Silicon Valley está cada vez mais ao lado da Anthropic, uma startup de IA, num impasse crescente com o Presidente Trump e o Pentágono sobre os limites éticos e operacionais da inteligência artificial em aplicações militares. A disputa centra-se na recusa da Anthropic em permitir o uso irrestrito da sua tecnologia, especificamente no que diz respeito à vigilância de cidadãos americanos e à implantação em sistemas de armas autónomos.

Oposição da indústria tecnológica ao uso irrestrito de IA

A resistência não se limita apenas à Antrópica. Mais de 100 funcionários do Google assinaram uma petição exigindo que a empresa recusasse o cumprimento do Pentágono em certos projetos militares de IA. Os funcionários da Amazon e da Microsoft expressaram estas preocupações numa carta aberta separada, instando a liderança a manter limites estritos às aplicações militares da IA. O principal argumento dos tecnólogos de Silicon Valley é que a IA não deve ser transformada em arma para vigilância em massa ou utilizada de formas que possam corroer os princípios democráticos.

A postura do CEO da Anthropic e a retaliação de Trump

Dario Amodei, CEO da Anthropic, declarou publicamente a sua oposição à utilização da IA da empresa para vigilância ou armas autónomas, argumentando que isso iria minar em vez de defender os valores democráticos.
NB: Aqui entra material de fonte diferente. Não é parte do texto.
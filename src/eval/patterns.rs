//! Pattern scores for Crab Puzzle evaluation
//!
//! These constants define the scoring weights of both evaluator tiers.

/// Normal tier weights
pub struct NormalScore;

impl NormalScore {
    /// Four in a window - win or loss
    pub const WIN: i32 = 1_000;
    /// Three own pieces and one empty cell in a window
    pub const THREE: i32 = 10;
}

/// Hard tier weights
pub struct HardScore;

impl HardScore {
    /// Four in a window - win or loss
    pub const WIN: i32 = 10_000;
    /// Three own pieces and one empty cell
    pub const THREE: i32 = 100;
    /// Two own pieces and two empty cells
    pub const TWO: i32 = 10;
    /// Per own piece in the central 2x2 region
    pub const CENTER: i32 = 5;
    /// Per movable piece more than the opponent
    pub const MOBILITY: i32 = 2;
}

/// Central 2x2 region: rows 2-3, columns 2-3
pub const CENTER_MASK: u64 = (1u64 << 14) | (1u64 << 15) | (1u64 << 20) | (1u64 << 21);

/// Score of a single window for the hard tier, from one side's view.
///
/// `own` and `empty` are the counts of the side's pieces and empty cells in
/// the window.
#[inline]
pub fn hard_window_score(own: u32, empty: u32) -> i32 {
    match (own, empty) {
        (3, 1) => HardScore::THREE,
        (2, 2) => HardScore::TWO,
        _ => 0,
    }
}

#[cfg(test)]
mod tests {
    use super::*;
    use crate::board::{Bitboard, Pos};

    #[test]
    fn test_score_hierarchy() {
        assert!(HardScore::WIN > HardScore::THREE * 36);
        assert!(HardScore::THREE > HardScore::TWO);
        assert!(HardScore::TWO > HardScore::CENTER);
        assert!(NormalScore::WIN > NormalScore::THREE * 36);
    }

    #[test]
    fn test_center_mask_cells() {
        let cells: Vec<_> = Bitboard::from_bits(CENTER_MASK).iter_ones().collect();
        assert_eq!(
            cells,
            vec![Pos::new(2, 2), Pos::new(2, 3), Pos::new(3, 2), Pos::new(3, 3)]
        );
    }

    #[test]
    fn test_hard_window_score() {
        assert_eq!(hard_window_score(3, 1), HardScore::THREE);
        assert_eq!(hard_window_score(2, 2), HardScore::TWO);
        // Blocked windows earn nothing
        assert_eq!(hard_window_score(3, 0), 0);
        assert_eq!(hard_window_score(2, 1), 0);
        assert_eq!(hard_window_score(1, 3), 0);
    }
}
Esta posição atraiu duras críticas da administração Trump. O próprio Presidente rotulou a Anthropic de “empresa de IA de esquerda radical”, enquanto o secretário da Defesa, Pete Hegseth, acusou o arranque de ser um “risco da cadeia de abastecimento”, uma medida que poderia efectivamente cortar contratos federais.

Mudança na dinâmica do Vale do Silício

Este conflito marca uma mudança notável na relação de Silicon Valley com a administração Trump. A indústria, anteriormente vista como amplamente compatível com as iniciativas governamentais, está agora a desafiar abertamente as restrições à ética da IA. O apoio à Anthropic cresceu de sussurros iniciais para oposição vocal generalizada, com líderes e engenheiros de empresas rivais juntando-se à briga.

Esta disputa destaca a tensão crescente entre a inovação tecnológica e o controlo governamental, particularmente no que diz respeito ao potencial da IA ​​para violações da segurança nacional e das liberdades civis. A questão central permanece: quem decide como a IA é utilizada e que salvaguardas existem para evitar a sua utilização indevida?